━━━ DATA
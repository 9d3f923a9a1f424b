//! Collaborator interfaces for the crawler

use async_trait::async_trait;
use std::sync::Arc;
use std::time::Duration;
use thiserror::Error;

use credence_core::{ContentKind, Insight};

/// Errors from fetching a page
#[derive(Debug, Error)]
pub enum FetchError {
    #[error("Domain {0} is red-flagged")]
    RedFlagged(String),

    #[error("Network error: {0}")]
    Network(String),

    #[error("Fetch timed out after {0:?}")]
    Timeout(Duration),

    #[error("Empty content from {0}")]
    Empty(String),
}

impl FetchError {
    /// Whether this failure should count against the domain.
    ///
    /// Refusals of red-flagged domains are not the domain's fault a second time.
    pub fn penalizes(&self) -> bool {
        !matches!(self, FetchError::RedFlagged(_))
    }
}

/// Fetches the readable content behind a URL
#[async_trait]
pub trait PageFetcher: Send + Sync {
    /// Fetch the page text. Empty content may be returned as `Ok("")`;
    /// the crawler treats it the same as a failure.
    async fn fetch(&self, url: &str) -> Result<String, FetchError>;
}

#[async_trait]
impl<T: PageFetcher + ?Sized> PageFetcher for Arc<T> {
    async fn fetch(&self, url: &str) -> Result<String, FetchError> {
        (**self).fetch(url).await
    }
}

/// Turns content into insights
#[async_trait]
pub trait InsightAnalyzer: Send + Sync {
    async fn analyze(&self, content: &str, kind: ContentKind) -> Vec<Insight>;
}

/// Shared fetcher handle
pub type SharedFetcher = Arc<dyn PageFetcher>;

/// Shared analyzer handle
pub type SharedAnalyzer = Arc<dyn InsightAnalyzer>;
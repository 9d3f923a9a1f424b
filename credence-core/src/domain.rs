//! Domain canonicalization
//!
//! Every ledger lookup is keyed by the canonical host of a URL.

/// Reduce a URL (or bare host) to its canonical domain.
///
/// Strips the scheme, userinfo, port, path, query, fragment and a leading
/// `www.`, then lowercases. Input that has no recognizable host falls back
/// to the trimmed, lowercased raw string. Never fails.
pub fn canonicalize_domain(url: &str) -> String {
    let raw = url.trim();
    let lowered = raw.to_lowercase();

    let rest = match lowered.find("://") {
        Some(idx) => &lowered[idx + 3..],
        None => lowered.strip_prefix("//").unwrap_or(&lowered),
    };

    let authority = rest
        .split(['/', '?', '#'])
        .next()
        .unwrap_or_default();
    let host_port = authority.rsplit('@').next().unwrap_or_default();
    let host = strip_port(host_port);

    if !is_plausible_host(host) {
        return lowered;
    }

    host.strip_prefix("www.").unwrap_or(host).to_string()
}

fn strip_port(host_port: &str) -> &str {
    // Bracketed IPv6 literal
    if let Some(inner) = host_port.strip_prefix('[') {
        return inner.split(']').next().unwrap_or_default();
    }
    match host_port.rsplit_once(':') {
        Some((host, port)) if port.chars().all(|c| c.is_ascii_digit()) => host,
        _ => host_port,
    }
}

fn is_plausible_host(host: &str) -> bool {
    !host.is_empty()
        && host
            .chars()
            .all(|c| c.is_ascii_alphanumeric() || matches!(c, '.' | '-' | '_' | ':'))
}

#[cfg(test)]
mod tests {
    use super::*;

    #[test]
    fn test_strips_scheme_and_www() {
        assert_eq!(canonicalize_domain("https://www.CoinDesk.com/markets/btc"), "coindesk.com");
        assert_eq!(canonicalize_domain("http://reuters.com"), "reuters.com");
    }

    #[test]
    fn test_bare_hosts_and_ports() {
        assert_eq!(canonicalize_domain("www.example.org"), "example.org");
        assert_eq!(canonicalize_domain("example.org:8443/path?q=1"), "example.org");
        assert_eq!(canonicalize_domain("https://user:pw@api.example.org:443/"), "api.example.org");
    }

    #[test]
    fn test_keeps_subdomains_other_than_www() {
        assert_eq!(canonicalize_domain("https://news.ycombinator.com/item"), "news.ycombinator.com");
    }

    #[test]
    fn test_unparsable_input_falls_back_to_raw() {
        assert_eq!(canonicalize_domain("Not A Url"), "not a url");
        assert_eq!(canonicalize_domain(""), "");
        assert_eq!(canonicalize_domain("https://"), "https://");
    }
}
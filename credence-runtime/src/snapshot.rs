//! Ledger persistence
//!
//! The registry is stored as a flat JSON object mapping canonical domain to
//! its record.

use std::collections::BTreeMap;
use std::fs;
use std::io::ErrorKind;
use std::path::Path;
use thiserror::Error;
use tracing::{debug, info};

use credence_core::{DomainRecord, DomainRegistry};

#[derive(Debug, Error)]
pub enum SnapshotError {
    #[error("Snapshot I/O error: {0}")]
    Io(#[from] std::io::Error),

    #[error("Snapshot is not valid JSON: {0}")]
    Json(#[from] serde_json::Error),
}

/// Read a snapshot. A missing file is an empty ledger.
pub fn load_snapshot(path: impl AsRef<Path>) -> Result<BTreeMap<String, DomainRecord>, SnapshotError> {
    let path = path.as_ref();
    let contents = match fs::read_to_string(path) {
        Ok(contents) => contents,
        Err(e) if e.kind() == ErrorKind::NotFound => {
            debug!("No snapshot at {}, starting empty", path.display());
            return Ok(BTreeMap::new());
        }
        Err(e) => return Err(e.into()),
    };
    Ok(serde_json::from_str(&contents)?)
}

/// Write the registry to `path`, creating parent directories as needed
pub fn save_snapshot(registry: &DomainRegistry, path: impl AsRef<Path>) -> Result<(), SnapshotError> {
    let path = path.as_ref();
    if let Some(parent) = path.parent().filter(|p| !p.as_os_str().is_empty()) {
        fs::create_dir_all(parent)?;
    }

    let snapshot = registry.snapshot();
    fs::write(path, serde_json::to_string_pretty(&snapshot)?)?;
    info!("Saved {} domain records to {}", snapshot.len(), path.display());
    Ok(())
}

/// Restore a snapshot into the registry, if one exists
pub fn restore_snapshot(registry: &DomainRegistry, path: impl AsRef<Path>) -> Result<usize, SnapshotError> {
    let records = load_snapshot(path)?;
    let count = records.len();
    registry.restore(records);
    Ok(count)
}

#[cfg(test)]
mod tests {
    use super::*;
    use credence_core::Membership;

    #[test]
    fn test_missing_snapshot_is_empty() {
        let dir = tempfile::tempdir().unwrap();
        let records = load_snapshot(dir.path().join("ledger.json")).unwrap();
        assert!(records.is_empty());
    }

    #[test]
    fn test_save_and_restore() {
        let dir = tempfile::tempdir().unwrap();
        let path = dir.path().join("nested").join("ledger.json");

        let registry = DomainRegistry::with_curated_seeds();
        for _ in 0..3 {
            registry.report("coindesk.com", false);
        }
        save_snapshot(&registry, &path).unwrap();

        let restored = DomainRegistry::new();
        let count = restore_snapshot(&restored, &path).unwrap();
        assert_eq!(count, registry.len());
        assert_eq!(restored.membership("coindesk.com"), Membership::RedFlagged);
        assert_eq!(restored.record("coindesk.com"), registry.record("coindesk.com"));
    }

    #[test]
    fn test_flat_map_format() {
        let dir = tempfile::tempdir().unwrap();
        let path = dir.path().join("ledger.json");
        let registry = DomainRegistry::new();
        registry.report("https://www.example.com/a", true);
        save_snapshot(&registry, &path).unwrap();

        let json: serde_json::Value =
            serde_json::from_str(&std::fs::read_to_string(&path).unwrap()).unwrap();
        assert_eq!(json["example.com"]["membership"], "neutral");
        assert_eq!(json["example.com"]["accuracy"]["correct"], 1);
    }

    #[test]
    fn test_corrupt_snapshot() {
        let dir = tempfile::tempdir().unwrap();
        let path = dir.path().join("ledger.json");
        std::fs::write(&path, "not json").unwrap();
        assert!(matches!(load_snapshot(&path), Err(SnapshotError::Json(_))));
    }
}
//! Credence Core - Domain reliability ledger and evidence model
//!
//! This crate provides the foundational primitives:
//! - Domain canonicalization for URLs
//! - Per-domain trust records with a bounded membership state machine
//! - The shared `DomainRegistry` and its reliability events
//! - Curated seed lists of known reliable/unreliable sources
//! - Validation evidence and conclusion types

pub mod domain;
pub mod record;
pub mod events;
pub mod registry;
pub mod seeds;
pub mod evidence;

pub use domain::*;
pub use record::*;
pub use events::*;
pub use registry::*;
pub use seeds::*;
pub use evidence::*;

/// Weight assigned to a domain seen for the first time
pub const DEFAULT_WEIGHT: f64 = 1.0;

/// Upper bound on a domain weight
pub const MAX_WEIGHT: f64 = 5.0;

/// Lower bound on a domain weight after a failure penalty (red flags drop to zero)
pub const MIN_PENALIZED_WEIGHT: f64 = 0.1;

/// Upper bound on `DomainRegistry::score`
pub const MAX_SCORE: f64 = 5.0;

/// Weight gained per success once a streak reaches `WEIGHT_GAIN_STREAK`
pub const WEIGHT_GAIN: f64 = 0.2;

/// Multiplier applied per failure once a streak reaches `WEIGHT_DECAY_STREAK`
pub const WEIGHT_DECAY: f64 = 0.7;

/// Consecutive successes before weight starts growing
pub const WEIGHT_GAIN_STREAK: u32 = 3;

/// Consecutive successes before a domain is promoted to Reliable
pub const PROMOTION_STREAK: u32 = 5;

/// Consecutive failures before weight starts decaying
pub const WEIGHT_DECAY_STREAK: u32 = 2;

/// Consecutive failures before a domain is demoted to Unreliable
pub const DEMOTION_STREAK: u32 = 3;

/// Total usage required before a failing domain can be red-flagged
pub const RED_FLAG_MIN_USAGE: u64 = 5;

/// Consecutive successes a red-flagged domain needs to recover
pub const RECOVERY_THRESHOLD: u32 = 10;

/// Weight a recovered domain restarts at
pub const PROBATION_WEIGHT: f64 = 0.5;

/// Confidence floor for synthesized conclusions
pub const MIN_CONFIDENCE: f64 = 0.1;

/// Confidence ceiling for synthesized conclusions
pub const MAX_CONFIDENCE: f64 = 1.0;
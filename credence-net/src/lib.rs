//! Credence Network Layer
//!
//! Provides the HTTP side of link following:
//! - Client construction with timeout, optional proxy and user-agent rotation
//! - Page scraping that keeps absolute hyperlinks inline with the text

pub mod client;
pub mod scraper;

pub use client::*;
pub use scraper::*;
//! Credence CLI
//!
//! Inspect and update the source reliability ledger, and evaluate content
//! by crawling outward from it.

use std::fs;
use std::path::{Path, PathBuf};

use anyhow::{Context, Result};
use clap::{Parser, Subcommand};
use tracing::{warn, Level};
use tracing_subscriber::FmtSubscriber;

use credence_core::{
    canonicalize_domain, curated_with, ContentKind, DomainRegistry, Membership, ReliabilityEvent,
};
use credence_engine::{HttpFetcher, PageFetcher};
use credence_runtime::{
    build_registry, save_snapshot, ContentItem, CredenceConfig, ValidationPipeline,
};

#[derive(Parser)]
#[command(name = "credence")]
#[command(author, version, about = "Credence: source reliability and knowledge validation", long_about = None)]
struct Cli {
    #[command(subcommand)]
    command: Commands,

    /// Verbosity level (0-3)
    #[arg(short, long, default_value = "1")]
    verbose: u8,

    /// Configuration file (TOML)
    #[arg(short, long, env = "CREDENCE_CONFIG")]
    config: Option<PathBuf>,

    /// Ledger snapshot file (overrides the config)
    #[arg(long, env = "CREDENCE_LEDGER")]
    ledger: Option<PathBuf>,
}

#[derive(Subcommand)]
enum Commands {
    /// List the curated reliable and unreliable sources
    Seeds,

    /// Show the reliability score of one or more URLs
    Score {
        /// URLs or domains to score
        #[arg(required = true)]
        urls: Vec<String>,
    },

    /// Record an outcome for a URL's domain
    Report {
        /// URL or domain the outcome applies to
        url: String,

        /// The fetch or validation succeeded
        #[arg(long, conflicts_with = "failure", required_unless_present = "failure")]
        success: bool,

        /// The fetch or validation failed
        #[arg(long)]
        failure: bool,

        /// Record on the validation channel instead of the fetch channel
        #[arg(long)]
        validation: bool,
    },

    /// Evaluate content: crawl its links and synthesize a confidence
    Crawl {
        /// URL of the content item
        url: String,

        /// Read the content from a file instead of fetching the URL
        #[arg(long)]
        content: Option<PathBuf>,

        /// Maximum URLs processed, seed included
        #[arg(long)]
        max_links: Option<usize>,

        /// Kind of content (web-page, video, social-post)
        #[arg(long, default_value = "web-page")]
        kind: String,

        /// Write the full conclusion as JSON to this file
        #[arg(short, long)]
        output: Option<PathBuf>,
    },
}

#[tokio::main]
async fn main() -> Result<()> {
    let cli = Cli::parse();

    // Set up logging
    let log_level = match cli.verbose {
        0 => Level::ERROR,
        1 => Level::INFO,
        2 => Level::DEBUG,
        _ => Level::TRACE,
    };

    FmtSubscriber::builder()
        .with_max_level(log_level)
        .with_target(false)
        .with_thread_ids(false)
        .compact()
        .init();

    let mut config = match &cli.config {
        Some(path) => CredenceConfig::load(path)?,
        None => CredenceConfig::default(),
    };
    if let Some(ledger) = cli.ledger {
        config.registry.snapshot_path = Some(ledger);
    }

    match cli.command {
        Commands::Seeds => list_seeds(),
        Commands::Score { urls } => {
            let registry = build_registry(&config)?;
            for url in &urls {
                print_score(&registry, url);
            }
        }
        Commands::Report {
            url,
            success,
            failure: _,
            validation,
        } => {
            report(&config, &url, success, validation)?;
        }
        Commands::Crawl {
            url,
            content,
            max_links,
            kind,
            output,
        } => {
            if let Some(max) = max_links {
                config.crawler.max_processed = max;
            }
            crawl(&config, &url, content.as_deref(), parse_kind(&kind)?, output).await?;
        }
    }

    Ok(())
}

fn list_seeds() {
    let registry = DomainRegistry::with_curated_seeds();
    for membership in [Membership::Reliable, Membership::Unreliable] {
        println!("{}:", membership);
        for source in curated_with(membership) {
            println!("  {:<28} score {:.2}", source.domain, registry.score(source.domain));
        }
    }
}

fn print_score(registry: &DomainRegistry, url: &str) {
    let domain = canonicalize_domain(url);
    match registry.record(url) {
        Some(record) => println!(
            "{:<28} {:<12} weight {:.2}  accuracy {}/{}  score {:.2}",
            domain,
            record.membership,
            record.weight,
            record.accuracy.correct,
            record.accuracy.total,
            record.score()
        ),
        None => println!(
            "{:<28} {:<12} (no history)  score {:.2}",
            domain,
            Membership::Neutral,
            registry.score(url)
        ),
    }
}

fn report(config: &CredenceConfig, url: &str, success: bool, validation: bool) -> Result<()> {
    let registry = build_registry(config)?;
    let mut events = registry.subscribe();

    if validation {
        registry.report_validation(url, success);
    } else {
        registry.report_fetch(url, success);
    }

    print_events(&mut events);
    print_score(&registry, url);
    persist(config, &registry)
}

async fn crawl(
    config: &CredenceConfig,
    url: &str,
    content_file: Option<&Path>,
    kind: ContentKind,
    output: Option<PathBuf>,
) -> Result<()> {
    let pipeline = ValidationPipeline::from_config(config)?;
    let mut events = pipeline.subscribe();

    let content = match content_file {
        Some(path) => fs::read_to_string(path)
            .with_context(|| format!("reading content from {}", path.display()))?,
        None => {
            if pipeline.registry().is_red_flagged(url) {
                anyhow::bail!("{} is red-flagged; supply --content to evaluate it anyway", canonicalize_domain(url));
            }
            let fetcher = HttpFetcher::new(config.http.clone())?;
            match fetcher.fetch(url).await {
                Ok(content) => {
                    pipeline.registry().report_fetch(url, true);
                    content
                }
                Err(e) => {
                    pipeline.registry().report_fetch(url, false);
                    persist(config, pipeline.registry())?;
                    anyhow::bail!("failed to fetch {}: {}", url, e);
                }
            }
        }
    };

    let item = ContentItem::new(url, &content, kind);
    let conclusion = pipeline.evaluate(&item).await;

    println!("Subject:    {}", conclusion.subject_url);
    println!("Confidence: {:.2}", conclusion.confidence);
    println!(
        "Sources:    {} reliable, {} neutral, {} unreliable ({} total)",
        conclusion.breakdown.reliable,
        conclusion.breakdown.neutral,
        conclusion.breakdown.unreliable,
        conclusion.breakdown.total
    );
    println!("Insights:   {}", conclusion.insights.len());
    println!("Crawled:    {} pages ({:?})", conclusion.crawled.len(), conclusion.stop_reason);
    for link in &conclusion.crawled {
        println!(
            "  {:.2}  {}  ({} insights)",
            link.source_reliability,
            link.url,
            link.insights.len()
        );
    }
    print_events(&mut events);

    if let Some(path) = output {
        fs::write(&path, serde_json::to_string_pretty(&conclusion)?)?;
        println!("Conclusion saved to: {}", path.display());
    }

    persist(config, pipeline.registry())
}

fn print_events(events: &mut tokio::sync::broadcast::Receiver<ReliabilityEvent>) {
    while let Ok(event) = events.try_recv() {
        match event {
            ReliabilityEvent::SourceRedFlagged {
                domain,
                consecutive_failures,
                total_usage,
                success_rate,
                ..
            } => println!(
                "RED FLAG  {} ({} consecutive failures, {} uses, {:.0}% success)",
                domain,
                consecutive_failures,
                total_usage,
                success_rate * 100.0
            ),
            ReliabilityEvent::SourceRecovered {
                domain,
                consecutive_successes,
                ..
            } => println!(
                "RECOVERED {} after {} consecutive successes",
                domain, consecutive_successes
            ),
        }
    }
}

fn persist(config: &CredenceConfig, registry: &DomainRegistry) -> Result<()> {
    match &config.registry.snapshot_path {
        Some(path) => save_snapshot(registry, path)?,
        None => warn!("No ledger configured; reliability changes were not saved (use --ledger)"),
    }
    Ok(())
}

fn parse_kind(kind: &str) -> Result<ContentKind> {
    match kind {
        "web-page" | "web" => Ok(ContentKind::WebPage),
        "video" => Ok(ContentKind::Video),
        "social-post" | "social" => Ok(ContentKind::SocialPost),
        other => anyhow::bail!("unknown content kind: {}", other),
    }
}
━━━━━━
Would you please copy exactly the part of the entries above that begins at the line containing "let registry = build_registry(config)?;" and ends at the line containing "let content = match", both lines included?

#### EXERCISE SOLUTION
    let registry = build_registry(config)?;
    let mut events = registry.subscribe();

    if validation {
        registry.report_validation(url, success);
    } else {
        registry.report_fetch(url, success);
    }

    print_events(&mut events);
    print_score(&registry, url);
    persist(config, &registry)
}

async fn crawl(
    config: &CredenceConfig,
    url: &str,
    content_file: Option<&Path>,
    kind: ContentKind,
    output: Option<PathBuf>,
) -> Result<()> {
    let pipeline = ValidationPipeline::from_config(config)?;
    let mut events = pipeline.subscribe();

    let content = match content_file {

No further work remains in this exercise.